The story of Dr. Ahmed Mahajana ought to shock every Israeli, Jewish or Arab. The possibility that a person could be fired because of false allegations that had been spread about him is a red line that should not be crossed even under the steamroller pressure of racism and nationalism that is crushing democracy in Israel.

Dr. Mahajana is a cardiologist in Hadassah Ein Kerem’s cardiothoracic surgery ward. A couple of weeks ago a few media outlets carried a report that he had given food to a hospitalized terrorist who had carried out a stabbing attack in Jerusalem, and called him a “shahid,” or martyr.
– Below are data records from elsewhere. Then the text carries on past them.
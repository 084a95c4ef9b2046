//! Heap and off-heap memories.

use crate::error::StorageResult;
use crate::memory::SegmentTable;
use crate::segment::Segment;
use memmap2::MmapMut;
use std::sync::Arc;
use tracing::debug;

/// A memory whose segments are zeroed heap buffers.
///
/// Suitable for tests and small extracts. Bounded by available RAM;
/// nothing is persisted, so `clean()` is equivalent to `close()`.
#[derive(Debug)]
pub struct HeapMemory {
    table: SegmentTable,
}

impl HeapMemory {
    /// Creates a heap memory with the given segment size.
    ///
    /// # Errors
    ///
    /// Returns an error if `segment_size` is zero.
    pub fn new(segment_size: usize) -> StorageResult<Self> {
        Ok(Self {
            table: SegmentTable::new(segment_size)?,
        })
    }

    /// Returns the segment at `index`, allocating it if necessary.
    ///
    /// # Errors
    ///
    /// Returns an error if the memory is closed.
    pub fn segment(&self, index: u32) -> StorageResult<Arc<Segment>> {
        let size = self.table.segment_size();
        self.table
            .get_or_allocate(index, |index| Ok(Segment::heap(index, size)))
    }

    pub(crate) fn allocated_bytes(&self) -> u64 {
        self.table.allocated() as u64 * self.table.segment_size() as u64
    }

    pub(crate) fn clean(&self) -> StorageResult<()> {
        self.table.release(false).map(|_| ())
    }

    pub(crate) fn table(&self) -> &SegmentTable {
        &self.table
    }
}

/// A memory whose segments are anonymous mappings.
///
/// The bytes live outside the Rust allocator and are returned to the OS when
/// the memory is closed or dropped. Pages are zero-filled on first touch, so
/// large sparse segments cost nothing until written.
#[derive(Debug)]
pub struct OffHeapMemory {
    table: SegmentTable,
}

impl OffHeapMemory {
    /// Creates an off-heap memory with the given segment size.
    ///
    /// # Errors
    ///
    /// Returns an error if `segment_size` is zero.
    pub fn new(segment_size: usize) -> StorageResult<Self> {
        Ok(Self {
            table: SegmentTable::new(segment_size)?,
        })
    }

    /// Returns the segment at `index`, mapping it if necessary.
    ///
    /// # Errors
    ///
    /// Returns an error if the memory is closed or the mapping fails.
    pub fn segment(&self, index: u32) -> StorageResult<Arc<Segment>> {
        let size = self.table.segment_size();
        self.table.get_or_allocate(index, |index| {
            let map = MmapMut::map_anon(size)?;
            debug!(index, size, "mapped anonymous segment");
            Ok(Segment::mapped(index, map))
        })
    }

    pub(crate) fn allocated_bytes(&self) -> u64 {
        self.table.allocated() as u64 * self.table.segment_size() as u64
    }

    pub(crate) fn clean(&self) -> StorageResult<()> {
        self.table.release(false).map(|_| ())
    }

    pub(crate) fn table(&self) -> &SegmentTable {
        &self.table
    }
}

#[cfg(test)]
mod tests {
    use super::*;

    #[test]
    fn heap_segments_are_independent() {
        let memory = HeapMemory::new(16).unwrap();
        memory.segment(0).unwrap().write(|b| b.fill(1)).unwrap();
        let untouched = memory.segment(1).unwrap().read(|b| b.iter().all(|v| *v == 0));
        assert!(untouched.unwrap());
    }

    #[test]
    fn heap_clean_releases_segments() {
        let memory = HeapMemory::new(16).unwrap();
        memory.segment(0).unwrap();
        assert_eq!(memory.allocated_bytes(), 16);
        memory.clean().unwrap();
        assert_eq!(memory.allocated_bytes(), 0);
        assert!(memory.segment(0).is_err());
    }

    #[test]
    fn off_heap_segment_is_writable() {
        let memory = OffHeapMemory::new(4096).unwrap();
        let segment = memory.segment(0).unwrap();
        segment.write(|b| b[4095] = 0xff).unwrap();
        assert_eq!(segment.read(|b| b[4095]).unwrap(), 0xff);
        assert_eq!(memory.allocated_bytes(), 4096);
    }
}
The report – which originated from police officers who were in the ward and didn’t like Mahajana’s attitude – was denied by Mahajana himself, two staff members who said that they were the ones who had distributed the food, on their own initiative, and by another doctor in the ward. All three maintained Mahajana hadn’t said “shahid” either, but had only inquired about the welfare of the patient. Later the journalists who had reported the story retracted it and apologized for the false information they had spread.

But Hadassah’s management isn’t interested in the facts. In a despicable atrocity that stains the institution more than the doctor, the summary of his pre-termination hearing stated that “with his acts and utterances Dr. Mahajana fundamentally and blatantly violated his obligations to Hadassah, including the duty of trust that stands at the basis of the work relations between the sides, and committed serious disciplinary violations... the required step is to terminate his employment in Hadassah, which is what it intends to do.”

In fact, it was Hadassah’s management that violated the trust between the sides and committed a serious offense, in rushing to accuse, judge and pronounce verdict on a person who had specialized in the hospital for four years. The Israel Medical Association was right to object to the dismissal, and stated in its letter of response that “a sufficient factual basis had not been submitted” at the hearing: “No witnesses on the doctor’s side were heard ... and the claims made against the doctor were not proved, as required... It’s not clear on what basis Hadassah believes the doctor did what he was alleged to have done.”

The answer is simple: Hadassah’s management caved in to the chauvinist sentiment, to the thriving racism and to the unbearable ease with which any Arab Israeli becomes a potential suspect. Instead of digging its heels into its shameful position, the hospital’s management would do well to apologize to Dr. Mahajana and announce his return to work right away.

The above article is Haaretz’s lead editorial, as published in the Hebrew and English newspapers in Israel.